## Data to examine
--- START ---
//! Debug-level logging convention (§7), following `lang-pt`'s own
//! `util/logger.rs`: an ordered enum gating `println!` emission under
//! `#[cfg(debug_assertions)]`, not the `log`/`tracing` crates. Used by
//! [`crate::tracer::LogTracer`] and by [`crate::combinators::indirect`]'s
//! construction diagnostics.

use std::fmt::{Debug, Display, Formatter};

/// Five verbosity tiers, ordered by [`Log::order`]: higher tiers are a
/// strict superset of what lower tiers print.
#[derive(Debug, PartialEq, Eq, Clone, Copy)]
pub enum Log<T> {
    None,
    Default(T),
    Success(T),
    Result(T),
    Verbose(T),
}

impl<T> Log<T> {
    pub fn order(&self) -> u8 {
        match self {
            Log::None => 0,
            Log::Default(_) => 1,
            Log::Success(_) => 2,
            Log::Result(_) => 3,
            Log::Verbose(_) => 4,
        }
    }
}

impl<T: Display> Display for Log<T> {
    fn fmt(&self, f: &mut Formatter<'_>) -> std::fmt::Result {
        match self {
            Log::None => Ok(()),
            Log::Default(s) | Log::Success(s) | Log::Result(s) | Log::Verbose(s) => {
                write!(f, "{}", s)
            }
        }
    }
}

impl<T: Debug> Log<T> {
    /// `true` once this label's tier is at least as verbose as `threshold`.
    pub fn at_least(&self, threshold: &Log<T>) -> bool {
        self.order() >= threshold.order()
    }
}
--- END ---
## What to work on
This exercise needs each record retyped exactly as shown.

## Answer to the exercise
//! Debug-level logging convention (§7), following `lang-pt`'s own
//! `util/logger.rs`: an ordered enum gating `println!` emission under
//! `#[cfg(debug_assertions)]`, not the `log`/`tracing` crates. Used by
//! [`crate::tracer::LogTracer`] and by [`crate::combinators::indirect`]'s
//! construction diagnostics.

use std::fmt::{Debug, Display, Formatter};

/// Five verbosity tiers, ordered by [`Log::order`]: higher tiers are a
/// strict superset of what lower tiers print.
#[derive(Debug, PartialEq, Eq, Clone, Copy)]
pub enum Log<T> {
    None,
    Default(T),
    Success(T),
    Result(T),
    Verbose(T),
}

impl<T> Log<T> {
    pub fn order(&self) -> u8 {
        match self {
            Log::None => 0,
            Log::Default(_) => 1,
            Log::Success(_) => 2,
            Log::Result(_) => 3,
            Log::Verbose(_) => 4,
        }
    }
}

impl<T: Display> Display for Log<T> {
    fn fmt(&self, f: &mut Formatter<'_>) -> std::fmt::Result {
        match self {
            Log::None => Ok(()),
            Log::Default(s) | Log::Success(s) | Log::Result(s) | Log::Verbose(s) => {
                write!(f, "{}", s)
            }
        }
    }
}

impl<T: Debug> Log<T> {
    /// `true` once this label's tier is at least as verbose as `threshold`.
    pub fn at_least(&self, threshold: &Log<T>) -> bool {
        self.order() >= threshold.order()
    }
}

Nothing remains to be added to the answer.